Saved entries:
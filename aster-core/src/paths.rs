use std::path::{Path, PathBuf};

/// Resolve the icon directory handed to the runtime.
///
/// Fallback chain:
/// 1. `ASTER_ICONS_DIR` env var (runtime override)
/// 2. `configured` (the `[runtime] icons` config key)
/// 3. `CARGO_MANIFEST_DIR/../aster-shell/assets/icons` (compile-time, for running from a checkout)
/// 4. `./assets/icons` relative to CWD
pub fn icons_dir(configured: Option<&Path>) -> PathBuf {
    if let Ok(dir) = std::env::var("ASTER_ICONS_DIR") {
        return PathBuf::from(dir);
    }

    if let Some(dir) = configured {
        return expand_home(dir);
    }

    let compile_time = PathBuf::from(concat!(
        env!("CARGO_MANIFEST_DIR"),
        "/../aster-shell/assets/icons"
    ));
    if compile_time.exists() {
        return compile_time;
    }

    PathBuf::from("assets").join("icons")
}

/// Resolve the command channel socket path.
///
/// Fallback chain: `ASTER_SOCKET`, then `configured`, then
/// `$XDG_RUNTIME_DIR/aster.sock`, then `/tmp/aster.sock`.
pub fn socket_path(configured: Option<&Path>) -> PathBuf {
    if let Ok(path) = std::env::var("ASTER_SOCKET") {
        return PathBuf::from(path);
    }

    if let Some(path) = configured {
        return expand_home(path);
    }

    dirs::runtime_dir()
        .unwrap_or_else(|| PathBuf::from("/tmp"))
        .join("aster.sock")
}

/// User config file (`~/.config/aster/config.toml`).
pub fn user_config_path() -> Option<PathBuf> {
    dirs::config_dir().map(|d| d.join("aster").join("config.toml"))
}

/// Expand a leading `~/` to the home directory. Other paths pass through.
pub fn expand_home(path: &Path) -> PathBuf {
    match path.strip_prefix("~") {
        Ok(rest) => match dirs::home_dir() {
            Some(home) => home.join(rest),
            None => path.to_path_buf(),
        },
        Err(_) => path.to_path_buf(),
    }
}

EXERCISE DESCRIPTION:
Copy out every record above exactly as written.

TASK SOLUTION:
filename aster-core/src/paths.rs
use std::path::{Path, PathBuf};

/// Resolve the icon directory handed to the runtime.
///
/// Fallback chain:
/// 1. `ASTER_ICONS_DIR` env var (runtime override)
/// 2. `configured` (the `[runtime] icons` config key)
/// 3. `CARGO_MANIFEST_DIR/../aster-shell/assets/icons` (compile-time, for running from a checkout)
/// 4. `./assets/icons` relative to CWD
pub fn icons_dir(configured: Option<&Path>) -> PathBuf {
    if let Ok(dir) = std::env::var("ASTER_ICONS_DIR") {
        return PathBuf::from(dir);
    }

    if let Some(dir) = configured {
        return expand_home(dir);
    }

    let compile_time = PathBuf::from(concat!(
        env!("CARGO_MANIFEST_DIR"),
        "/../aster-shell/assets/icons"
    ));
    if compile_time.exists() {
        return compile_time;
    }

    PathBuf::from("assets").join("icons")
}

/// Resolve the command channel socket path.
///
/// Fallback chain: `ASTER_SOCKET`, then `configured`, then
/// `$XDG_RUNTIME_DIR/aster.sock`, then `/tmp/aster.sock`.
pub fn socket_path(configured: Option<&Path>) -> PathBuf {
    if let Ok(path) = std::env::var("ASTER_SOCKET") {
        return PathBuf::from(path);
    }

    if let Some(path) = configured {
        return expand_home(path);
    }

    dirs::runtime_dir()
        .unwrap_or_else(|| PathBuf::from("/tmp"))
        .join("aster.sock")
}

/// User config file (`~/.config/aster/config.toml`).
pub fn user_config_path() -> Option<PathBuf> {
    dirs::config_dir().map(|d| d.join("aster").join("config.toml"))
}

/// Expand a leading `~/` to the home directory. Other paths pass through.
pub fn expand_home(path: &Path) -> PathBuf {
    match path.strip_prefix("~") {
        Ok(rest) => match dirs::home_dir() {
            Some(home) => home.join(rest),
            None => path.to_path_buf(),
        },
        Err(_) => path.to_path_buf(),
    }
}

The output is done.